§ **Problem to solve**: From the data below, set down exactly the lines between the one holding "is switched off." and the one holding "return Ok(None);", inclusive, and no others.

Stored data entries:
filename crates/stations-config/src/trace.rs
use std::env;

use crate::{env_or, env_string};

#[derive(Clone, Debug)]
pub struct TraceConfig {
    /// Master switch for the OTLP exporter and the Prometheus recorder.
    pub enabled: bool,
    pub otlp_endpoint: String,
    pub service_name: String,
    /// Fraction of traces sampled, clamped to `0.0..=1.0`.
    pub probability: f64,
    pub environment: String,
    pub log_dir: String,
}

impl TraceConfig {
    pub fn from_env() -> Self {
        let enabled = env::var("OBSERVABILITY_ENABLED")
            .map(|v| v.to_lowercase() != "false" && v != "0")
            .unwrap_or(true);

        Self {
            enabled,
            otlp_endpoint: env_string("OTEL_EXPORTER_OTLP_ENDPOINT", "http://localhost:4317"),
            service_name: env_string("TRACE_SERVICE_NAME", "station-api"),
            probability: env_or("TRACE_PROBABILITY", 0.05_f64).clamp(0.0, 1.0),
            environment: env_string("ENVIRONMENT", "development"),
            log_dir: env_string("LOG_DIR", "storage/logs"),
        }
    }
}
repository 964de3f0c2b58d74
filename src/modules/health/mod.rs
pub mod controller;
pub mod router;

pub use router::init_health_router;
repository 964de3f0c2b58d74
use anyhow::anyhow;
use bcrypt::{hash, verify};

pub use bcrypt::DEFAULT_COST;

use crate::errors::AppError;

pub fn hash_password(password: &str) -> Result<String, AppError> {
    hash_password_with_cost(password, DEFAULT_COST)
}

/// Hashes with an explicit bcrypt cost. Low costs are only meant for tests.
pub fn hash_password_with_cost(password: &str, cost: u32) -> Result<String, AppError> {
    if password.is_empty() {
        return Err(AppError::bad_request("password must not be empty"));
    }

    hash(password, cost).map_err(|e| AppError::internal(anyhow!("failed to hash password: {e}")))
}

/// An empty password never verifies, whatever the stored hash.
pub fn verify_password(password: &str, hash: &str) -> Result<bool, AppError> {
    if password.is_empty() {
        return Ok(false);
    }

    verify(password, hash)
        .map_err(|e| AppError::internal(anyhow!("failed to verify password: {e}")))
}

#[cfg(test)]
mod tests {
    use super::*;

    const TEST_COST: u32 = 4;

    #[test]
    fn hash_then_verify() {
        let hashed = hash_password_with_cost("gophers", TEST_COST).unwrap();
        assert_ne!(hashed, "gophers");
        assert!(verify_password("gophers", &hashed).unwrap());
        assert!(!verify_password("GOPHERS", &hashed).unwrap());
    }

    #[test]
    fn hashes_are_salted() {
        let first = hash_password_with_cost("gophers", TEST_COST).unwrap();
        let second = hash_password_with_cost("gophers", TEST_COST).unwrap();
        assert_ne!(first, second);
    }

    #[test]
    fn empty_password_is_rejected() {
        assert!(matches!(
            hash_password_with_cost("", TEST_COST),
            Err(AppError::InvalidInput { .. })
        ));

        let hashed = hash_password_with_cost("gophers", TEST_COST).unwrap();
        assert!(!verify_password("", &hashed).unwrap());
    }

    #[test]
    fn malformed_hash_is_an_internal_error() {
        assert!(matches!(
            verify_password("gophers", "not-a-bcrypt-hash"),
            Err(AppError::Internal(_))
        ));
    }
}
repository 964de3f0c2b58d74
use std::sync::OnceLock;
use std::time::{Duration, Instant};

use anyhow::Context;
use axum::{
    Router,
    extract::{MatchedPath, Request},
    middleware::Next,
    response::Response,
    routing::get,
};
use metrics::{counter, gauge, histogram};
use metrics_exporter_prometheus::{Matcher, PrometheusBuilder, PrometheusHandle};

use stations_config::TraceConfig;

use crate::middleware::request_values::RequestValues;

static OBSERVABILITY_ENABLED: OnceLock<bool> = OnceLock::new();

/// Whether the Prometheus recorder was installed. False until [`init_metrics`] runs.
pub fn is_observability_enabled() -> bool {
    OBSERVABILITY_ENABLED.get().copied().unwrap_or(false)
}

/// Installs the Prometheus recorder and its upkeep task.
/// Returns `None` when observability is switched off.
pub fn init_metrics(config: &TraceConfig) -> anyhow::Result<Option<PrometheusHandle>> {
    let enabled = *OBSERVABILITY_ENABLED.get_or_init(|| config.enabled);
    if !enabled {
        return Ok(None);
    }

    let handle = PrometheusBuilder::new()
        .set_buckets_for_metric(
            Matcher::Full("http_request_duration_seconds".to_string()),
            &[
                0.001, 0.005, 0.01, 0.025, 0.05, 0.075, 0.1, 0.25, 0.5, 0.75, 1.0, 2.5, 5.0, 7.5,
                10.0,
            ],
        )
        .context("setting histogram buckets")?
        .install_recorder()
        .context("installing Prometheus recorder")?;

    let upkeep_handle = handle.clone();
    tokio::spawn(async move {
        loop {
            tokio::time::sleep(Duration::from_secs(5)).await;
            upkeep_handle.run_upkeep();
        }
    });

    Ok(Some(handle))
}

/// Innermost global middleware. Records the final status into the request
/// values, then emits request metrics.
pub async fn metrics_middleware(req: Request, next: Next) -> Response {
    let values = req.extensions().get::<RequestValues>().cloned();

    if !is_observability_enabled() {
        let response = next.run(req).await;
        if let Some(values) = values {
            values.set_status(response.status());
        }
        return response;
    }

    let start = Instant::now();
    let method = req.method().as_str().to_owned();
    let path = req
        .extensions()
        .get::<MatchedPath>()
        .map(|p| p.as_str().to_owned())
        .unwrap_or_else(|| req.uri().path().to_owned());

    let in_flight = InFlight::start();
    let response = next.run(req).await;
    drop(in_flight);

    let status = response.status();
    if let Some(values) = values {
        values.set_status(status);
    }

    let latency = start.elapsed().as_secs_f64();
    counter!(
        "http_requests_total",
        "method" => method.clone(),
        "path" => path.clone(),
        "status" => status.as_u16().to_string()
    )
    .increment(1);
    histogram!("http_request_duration_seconds", "method" => method, "path" => path)
        .record(latency);

    response
}

/// Holds one unit of `http_requests_active`. Released on drop, so a handler
/// that panics or a request future that is cancelled still gives it back.
struct InFlight;

impl InFlight {
    fn start() -> Self {
        gauge!("http_requests_active").increment(1.0);
        Self
    }
}

impl Drop for InFlight {
    fn drop(&mut self) {
        gauge!("http_requests_active").decrement(1.0);
    }
}

/// Router for the debug listener.
pub fn metrics_app(handle: PrometheusHandle) -> Router {
    Router::new().route("/metrics", get(move || async move { handle.render() }))
}

pub fn track_token_issued() {
    if !is_observability_enabled() {
        return;
    }
    counter!("tokens_issued_total").increment(1);
}

pub fn track_authentication_failure(reason: &'static str) {
    if !is_observability_enabled() {
        return;
    }
    counter!("authentication_failures_total", "reason" => reason).increment(1);
}

pub fn track_station_type_mutation(operation: &'static str) {
    if !is_observability_enabled() {
        return;
    }
    counter!("station_type_mutations_total", "operation" => operation).increment(1);
}

pub fn track_station_mutation(operation: &'static str) {
    if !is_observability_enabled() {
        return;
    }
    counter!("station_mutations_total", "operation" => operation).increment(1);
}
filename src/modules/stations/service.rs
use chrono::{DateTime, Utc};
use sqlx::PgPool;
use tracing::instrument;
use uuid::Uuid;

use stations_auth::Role;
use stations_core::AppError;

use super::model::{NewStation, Station, UpdateStation};
use crate::middleware::auth::AuthUser;

const STATION_COLUMNS: &str = "id, station_type_id, account_id, name, description, \
                               location_x, location_y, date_created, date_updated";

pub struct StationService;

impl StationService {
    #[instrument(skip(db))]
    pub async fn query_by_station_type(
        db: &PgPool,
        station_type_id: Uuid,
    ) -> Result<Vec<Station>, AppError> {
        let query = format!(
            "SELECT {STATION_COLUMNS} FROM station WHERE station_type_id = $1 ORDER BY date_created"
        );
        let stations = sqlx::query_as::<_, Station>(&query)
            .bind(station_type_id)
            .fetch_all(db)
            .await?;

        Ok(stations)
    }

    #[instrument(skip(db))]
    pub async fn query_by_id(db: &PgPool, id: Uuid) -> Result<Station, AppError> {
        let query = format!("SELECT {STATION_COLUMNS} FROM station WHERE id = $1");
        sqlx::query_as::<_, Station>(&query)
            .bind(id)
            .fetch_optional(db)
            .await?
            .ok_or_else(|| AppError::not_found("station not found"))
    }

    /// Adds a station owned by `account_id`. A missing station type is a 404.
    #[instrument(skip(db))]
    pub async fn create(
        db: &PgPool,
        station_type_id: Uuid,
        account_id: Uuid,
        new_station: NewStation,
        now: DateTime<Utc>,
    ) -> Result<Station, AppError> {
        let query = format!(
            r#"INSERT INTO station (id, station_type_id, account_id, name, description,
                                    location_x, location_y, date_created, date_updated)
               VALUES ($1, $2, $3, $4, $5, $6, $7, $8, $8)
               RETURNING {STATION_COLUMNS}"#
        );

        sqlx::query_as::<_, Station>(&query)
            .bind(Uuid::new_v4())
            .bind(station_type_id)
            .bind(account_id)
            .bind(&new_station.name)
            .bind(&new_station.description)
            .bind(new_station.location_x)
            .bind(new_station.location_y)
            .bind(now)
            .fetch_one(db)
            .await
            .map_err(|e| {
                if let sqlx::Error::Database(db_err) = &e
                    && db_err.is_foreign_key_violation()
                {
                    return AppError::not_found("station type not found");
                }
                AppError::from(e)
            })
    }

    /// Applies the set fields of `update`.
    ///
    /// Admins may change any station; other callers only the stations they own.
    #[instrument(skip(db))]
    pub async fn update(
        db: &PgPool,
        actor: &AuthUser,
        id: Uuid,
        update: UpdateStation,
        now: DateTime<Utc>,
    ) -> Result<(), AppError> {
        let fields = update.field_errors();
        if !fields.is_empty() {
            return Err(AppError::invalid_fields("field validation error", fields));
        }

        let mut station = Self::query_by_id(db, id).await?;

        if !actor.has_role(Role::Admin) && station.account_id != Some(actor.account_id()?) {
            return Err(AppError::forbidden("you are not authorized for that action"));
        }

        update.apply(&mut station);

        sqlx::query(
            r#"UPDATE station
               SET name = $2, description = $3, location_x = $4, location_y = $5,
                   date_updated = $6
               WHERE id = $1"#,
        )
        .bind(id)
        .bind(&station.name)
        .bind(&station.description)
        .bind(station.location_x)
        .bind(station.location_y)
        .bind(now)
        .execute(db)
        .await?;

        Ok(())
    }

    #[instrument(skip(db))]
    pub async fn delete(db: &PgPool, id: Uuid) -> Result<(), AppError> {
        sqlx::query("DELETE FROM station WHERE id = $1")
            .bind(id)
            .execute(db)
            .await?;

        Ok(())
    }
}
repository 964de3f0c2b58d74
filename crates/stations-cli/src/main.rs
use anyhow::Context;
use chrono::Utc;
use clap::{Parser, Subcommand};
use dialoguer::{Input, Password};
use dotenvy::dotenv;

use stations_auth::Role;
use stations_config::DatabaseConfig;
use stations_db::{AccountStore, PgAccountStore, PgPool, init_db_pool, schema};
use stations_models::account::NewAccount;

#[derive(Parser)]
#[command(name = "stations-admin")]
#[command(about = "Administrative tools for the Stations API", long_about = None)]
struct Cli {
    #[command(subcommand)]
    command: Commands,
}

#[derive(Subcommand)]
enum Commands {
    /// Apply pending schema migrations
    Migrate,
    /// Load the development station types, stations and accounts
    Seed,
    /// Create a login account
    AccountAdd {
        /// Unique account name
        #[arg(short = 'n', long)]
        name: Option<String>,

        /// Password (will be prompted securely if not provided)
        #[arg(short = 'p', long)]
        password: Option<String>,

        /// Role to grant; repeat for several
        #[arg(short = 'r', long = "role", default_values = ["ADMIN", "STATION"])]
        roles: Vec<Role>,
    },
}

#[tokio::main]
async fn main() {
    dotenv().ok();

    let cli = Cli::parse();

    if let Err(e) = run(cli).await {
        eprintln!("\n❌ {e:#}");
        std::process::exit(1);
    }
}

async fn run(cli: Cli) -> anyhow::Result<()> {
    let config = DatabaseConfig::from_env().context("DATABASE_URL must be set")?;
    let pool = init_db_pool(&config)
        .await
        .with_context(|| format!("connecting to {}", config.redacted_url()))?;

    match cli.command {
        Commands::Migrate => handle_migrate(&pool).await,
        Commands::Seed => handle_seed(&pool).await,
        Commands::AccountAdd {
            name,
            password,
            roles,
        } => handle_account_add(pool, name, password, roles).await,
    }
}

async fn handle_migrate(pool: &PgPool) -> anyhow::Result<()> {
    schema::migrate(pool).await.context("running migrations")?;
    println!("✅ Migrations complete");
    Ok(())
}

async fn handle_seed(pool: &PgPool) -> anyhow::Result<()> {
    schema::seed(pool).await.context("loading seed data")?;
    println!("✅ Seed data loaded");
    Ok(())
}

async fn handle_account_add(
    pool: PgPool,
    name: Option<String>,
    password: Option<String>,
    roles: Vec<Role>,
) -> anyhow::Result<()> {
    let name = match name {
        Some(name) => name,
        None => Input::new()
            .with_prompt("Account name")
            .interact_text()
            .context("reading account name")?,
    };

    let password = match password {
        Some(password) => password,
        None => Password::new()
            .with_prompt("Password")
            .with_confirmation("Confirm password", "Passwords don't match")
            .interact()
            .context("reading password")?,
    };

    let new_account = NewAccount {
        name,
        roles,
        password_confirm: password.clone(),
        password,
    };

    let store = PgAccountStore::new(pool);
    let account = store
        .create(new_account, Utc::now())
        .await
        .map_err(|e| anyhow::anyhow!("creating account: {e}"))?;

    let roles: Vec<&str> = account.roles.iter().map(Role::as_str).collect();
    println!("\n✅ Account created");
    println!("   ID: {}", account.id);
    println!("   Name: {}", account.name);
    println!("   Roles: {}", roles.join(", "));

    Ok(())
}

#[cfg(test)]
mod tests {
    use super::*;

    #[test]
    fn account_add_defaults_to_both_roles() {
        let cli = Cli::try_parse_from(["stations-admin", "account-add", "--name", "ops"]).unwrap();
        match cli.command {
            Commands::AccountAdd { name, roles, .. } => {
                assert_eq!(name.as_deref(), Some("ops"));
                assert_eq!(roles, vec![Role::Admin, Role::Station]);
            }
            _ => panic!("expected account-add"),
        }
    }

    #[test]
    fn roles_can_be_narrowed() {
        let cli = Cli::try_parse_from(["stations-admin", "account-add", "--role", "station"])
            .unwrap();
        match cli.command {
            Commands::AccountAdd { roles, .. } => assert_eq!(roles, vec![Role::Station]),
            _ => panic!("expected account-add"),
        }
    }

    #[test]
    fn unknown_roles_are_rejected() {
        assert!(Cli::try_parse_from(["stations-admin", "account-add", "--role", "root"]).is_err());
    }
}
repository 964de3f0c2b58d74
use uuid::Uuid;

use stations_core::AppError;

/// Parses a path id, rejecting anything that is not a UUID with a 400.
pub fn parse_id(raw: &str) -> Result<Uuid, AppError> {
    Uuid::parse_str(raw).map_err(|_| AppError::bad_request("ID is not in its proper UUID format"))
}

#[cfg(test)]
mod tests {
    use super::*;

    #[test]
    fn accepts_uuids() {
        let id = Uuid::new_v4();
        assert_eq!(parse_id(&id.to_string()).unwrap(), id);
    }

    #[test]
    fn rejects_other_strings() {
        let err = parse_id("123").unwrap_err();
        assert_eq!(err.to_string(), "ID is not in its proper UUID format");
    }
}
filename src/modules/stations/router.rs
use axum::{
    Router,
    routing::{get, post, put},
};

use crate::state::AppState;

use super::controller::{create, delete, query_by_id, query_by_station_type, update};

pub fn init_stations_router() -> Router<AppState> {
    Router::new()
        .route("/station-type/{id}/stations", get(query_by_station_type))
        .route("/station/{id}", get(query_by_id))
}

pub fn init_stations_admin_router() -> Router<AppState> {
    Router::new()
        .route("/station-type/{id}/station", post(create))
        .route("/station/{id}", put(update).delete(delete))
}
//! Role gates.
//!
//! Gates read the [`Claims`] left by authentication, so they can only be
//! attached through [`Protected`], which always places them inside it.

use std::sync::Arc;

use axum::{
    Router,
    extract::{Request, State},
    middleware::{self, Next},
    response::Response,
};

use stations_auth::{Authenticator, Claims, Role};
use stations_core::AppError;

use crate::middleware::auth::authenticate;

/// Rejects with 403 unless the caller holds `role`.
pub(crate) async fn require_role(
    State(role): State<Role>,
    req: Request,
    next: Next,
) -> Result<Response, AppError> {
    let claims = req.extensions().get::<Claims>().ok_or_else(|| {
        AppError::shutdown("role gate reached without claims; authentication did not run")
    })?;

    if !claims.has_role(role) {
        return Err(AppError::forbidden("you are not authorized for that action"));
    }

    Ok(next.run(req).await)
}

/// Routes that need a valid bearer token, and optionally roles.
///
/// ```ignore
/// let admin = Protected::new(init_admin_router())
///     .require(Role::Admin)
///     .into_router(state.authenticator.clone());
/// ```
pub struct Protected<S> {
    router: Router<S>,
    roles: Vec<Role>,
}

impl<S> Protected<S>
where
    S: Clone + Send + Sync + 'static,
{
    pub fn new(router: Router<S>) -> Self {
        Self {
            router,
            roles: Vec::new(),
        }
    }

    /// Adds a role gate. Several gates must all pass.
    pub fn require(mut self, role: Role) -> Self {
        self.roles.push(role);
        self
    }

    pub fn into_router(self, authenticator: Arc<Authenticator>) -> Router<S> {
        let mut router = self.router;

        for role in self.roles {
            router = router.route_layer(middleware::from_fn_with_state(role, require_role));
        }

        router.route_layer(middleware::from_fn_with_state(authenticator, authenticate))
    }
}
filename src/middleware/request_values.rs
use std::sync::Arc;
use std::sync::atomic::{AtomicU16, Ordering};
use std::time::{Duration, Instant};

use axum::{
    extract::{FromRequestParts, Request, State},
    http::{HeaderValue, StatusCode, request::Parts},
    middleware::Next,
    response::Response,
};
use chrono::{DateTime, Utc};
use uuid::Uuid;

use stations_core::AppError;

pub const TRACE_ID_HEADER: &str = "x-trace-id";

/// State owned by a single request for its whole lifetime.
///
/// Inserted into the request extensions before any other middleware runs.
/// Clones share the same status slot.
#[derive(Debug, Clone)]
pub struct RequestValues {
    pub trace_id: Uuid,
    /// Wall-clock time the request arrived. Used as "now" by handlers.
    pub now: DateTime<Utc>,
    pub started: Instant,
    /// Advisory only; nothing is cancelled when it passes.
    pub deadline: Option<Instant>,
    status: Arc<AtomicU16>,
}

impl RequestValues {
    pub fn new(timeout: Option<Duration>) -> Self {
        let started = Instant::now();

        Self {
            trace_id: Uuid::new_v4(),
            now: Utc::now(),
            started,
            deadline: timeout.map(|timeout| started + timeout),
            status: Arc::new(AtomicU16::new(0)),
        }
    }

    pub fn set_status(&self, status: StatusCode) {
        self.status.store(status.as_u16(), Ordering::Relaxed);
    }

    /// The status recorded for the response, if one has been written yet.
    pub fn status(&self) -> Option<StatusCode> {
        match self.status.load(Ordering::Relaxed) {
            0 => None,
            code => StatusCode::from_u16(code).ok(),
        }
    }

    pub fn elapsed(&self) -> Duration {
        self.started.elapsed()
    }

    pub fn is_past_deadline(&self) -> bool {
        self.deadline
            .is_some_and(|deadline| Instant::now() > deadline)
    }
}

impl<S> FromRequestParts<S> for RequestValues
where
    S: Send + Sync,
{
    type Rejection = AppError;

    async fn from_request_parts(parts: &mut Parts, _state: &S) -> Result<Self, Self::Rejection> {
        parts
            .extensions
            .get::<RequestValues>()
            .cloned()
            .ok_or_else(|| AppError::shutdown("request values missing from request context"))
    }
}

/// Outermost middleware. Creates the request values and echoes the trace id.
pub async fn request_values(
    State(timeout): State<Duration>,
    mut req: Request,
    next: Next,
) -> Response {
    let values = RequestValues::new(Some(timeout));
    req.extensions_mut().insert(values.clone());

    let mut response = next.run(req).await;

    if let Ok(trace_id) = HeaderValue::from_str(&values.trace_id.to_string()) {
        response.headers_mut().insert(TRACE_ID_HEADER, trace_id);
    }

    response
}
//! Compact signed token encoding and verification.
//!
//! Tokens are JWS compact strings. The header carries `alg` and `kid`; the
//! payload carries the [`Claims`]. Verification picks the public key named by
//! `kid`, so tokens signed by a rotated-out key keep verifying for as long as
//! its public key stays registered.

use chrono::{DateTime, Utc};
use jsonwebtoken::errors::ErrorKind;
use jsonwebtoken::{Algorithm, EncodingKey, Header, Validation, decode, decode_header, encode};
use thiserror::Error;

use crate::claims::{Claims, ISSUER};
use crate::keys::KeyLookup;

#[derive(Debug, Error)]
pub enum TokenError {
    #[error("signing token: {0}")]
    Signing(String),
    #[error("invalid token: {0}")]
    Invalid(String),
    #[error("no public key registered for key id {0:?}")]
    UnknownKey(String),
    #[error("token signature mismatch")]
    Signature,
    #[error("token expired")]
    Expired,
    #[error("key material: {0}")]
    Key(String),
}

/// Signs `claims` with `key`, stamping `key_id` and `algorithm` into the header.
///
/// # Errors
///
/// Returns [`TokenError::Signing`] when the key cannot sign with `algorithm`.
pub fn generate_token(
    claims: &Claims,
    key: &EncodingKey,
    key_id: &str,
    algorithm: Algorithm,
) -> Result<String, TokenError> {
    let mut header = Header::new(algorithm);
    header.kid = Some(key_id.to_string());

    encode(&header, claims, key).map_err(|e| TokenError::Signing(e.to_string()))
}

/// Verifies `token` against the current time.
pub fn parse_and_verify<L>(token: &str, lookup: &L) -> Result<Claims, TokenError>
where
    L: KeyLookup + ?Sized,
{
    parse_and_verify_at(token, lookup, Utc::now())
}

/// Verifies `token` and decodes its claims, judging expiry against `now`.
///
/// # Errors
///
/// - [`TokenError::Invalid`]: malformed token, missing `kid`, algorithm other than
///   the one registered for the key, wrong issuer, no roles, or an expiry that
///   does not follow the issue time
/// - [`TokenError::UnknownKey`]: no public key for the token's `kid`
/// - [`TokenError::Signature`]: the signature does not match
/// - [`TokenError::Expired`]: `now` is past the token's expiry
pub fn parse_and_verify_at<L>(
    token: &str,
    lookup: &L,
    now: DateTime<Utc>,
) -> Result<Claims, TokenError>
where
    L: KeyLookup + ?Sized,
{
    let header = decode_header(token).map_err(|e| TokenError::Invalid(e.to_string()))?;
    let kid = header
        .kid
        .ok_or_else(|| TokenError::Invalid("missing key id in token header".to_string()))?;

    let verifying = lookup
        .lookup(&kid)
        .ok_or_else(|| TokenError::UnknownKey(kid.clone()))?;

    if header.alg != verifying.algorithm {
        return Err(TokenError::Invalid(format!(
            "expected algorithm {:?}, token uses {:?}",
            verifying.algorithm, header.alg
        )));
    }

    let mut validation = Validation::new(verifying.algorithm);
    // Expiry is judged against the caller's clock below, without leeway.
    validation.validate_exp = false;
    validation.validate_aud = false;
    validation.set_issuer(&[ISSUER]);
    validation.set_required_spec_claims(&["exp", "sub", "iss"]);

    let claims = decode::<Claims>(token, &verifying.key, &validation)
        .map(|data| data.claims)
        .map_err(classify)?;

    if claims.exp <= claims.iat {
        return Err(TokenError::Invalid("expiry must follow issue time".to_string()));
    }
    if claims.roles.is_empty() {
        return Err(TokenError::Invalid("token carries no roles".to_string()));
    }

    if claims.is_expired_at(now) {
        return Err(TokenError::Expired);
    }

    Ok(claims)
}

fn classify(err: jsonwebtoken::errors::Error) -> TokenError {
    match err.kind() {
        ErrorKind::InvalidSignature => TokenError::Signature,
        ErrorKind::ExpiredSignature => TokenError::Expired,
        _ => TokenError::Invalid(err.to_string()),
    }
}
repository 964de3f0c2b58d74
use std::time::Duration;

use crate::{env_or, env_string};

#[derive(Clone, Debug)]
pub struct WebConfig {
    pub address: String,
    /// Listener for operational endpoints such as `/metrics`.
    pub debug_address: String,
    /// Advisory per-request deadline. Handlers are never cancelled when it passes.
    pub request_timeout: Duration,
    /// Upper bound for draining in-flight requests at shutdown.
    pub shutdown_timeout: Duration,
}

impl Default for WebConfig {
    fn default() -> Self {
        Self {
            address: "0.0.0.0:8000".to_string(),
            debug_address: "0.0.0.0:4000".to_string(),
            request_timeout: Duration::from_secs(5),
            shutdown_timeout: Duration::from_secs(5),
        }
    }
}

impl WebConfig {
    pub fn from_env() -> Self {
        let defaults = Self::default();

        Self {
            address: env_string("WEB_ADDRESS", &defaults.address),
            debug_address: env_string("DEBUG_ADDRESS", &defaults.debug_address),
            request_timeout: Duration::from_secs(env_or(
                "REQUEST_TIMEOUT_SECS",
                defaults.request_timeout.as_secs(),
            )),
            shutdown_timeout: Duration::from_secs(env_or(
                "SHUTDOWN_TIMEOUT_SECS",
                defaults.shutdown_timeout.as_secs(),
            )),
        }
    }
}
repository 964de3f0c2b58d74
pub mod controller;
pub mod model;
pub mod router;
pub mod service;

pub use model::*;
pub use router::init_account_router;
pub use service::AccountService;
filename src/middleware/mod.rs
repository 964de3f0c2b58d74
//! Middleware making up the request pipeline.
//!
//! # Modules
//!
//! - [`request_values`]: per-request trace id, clock, and final status
//! - [`recovery`]: panic recovery and shutdown escalation
//! - [`auth`]: bearer-token authentication and the [`auth::AuthUser`] extractor
//! - [`role`]: role gates and the [`role::Protected`] route builder
//!
//! # Order
//!
//! From the outside in, every request passes through:
//!
//! 1. `request_values`: creates the [`request_values::RequestValues`]
//! 2. `escalate_shutdown` and the panic catcher
//! 3. `logging_middleware`
//! 4. `metrics_middleware`
//! 5. for protected routes, `authenticate` and then any role gates
//! 6. the handler

pub mod auth;
pub mod recovery;
pub mod request_values;
pub mod role;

§ **Answer box**:
/// Returns `None` when observability is switched off.
pub fn init_metrics(config: &TraceConfig) -> anyhow::Result<Option<PrometheusHandle>> {
    let enabled = *OBSERVABILITY_ENABLED.get_or_init(|| config.enabled);
    if !enabled {
        return Ok(None);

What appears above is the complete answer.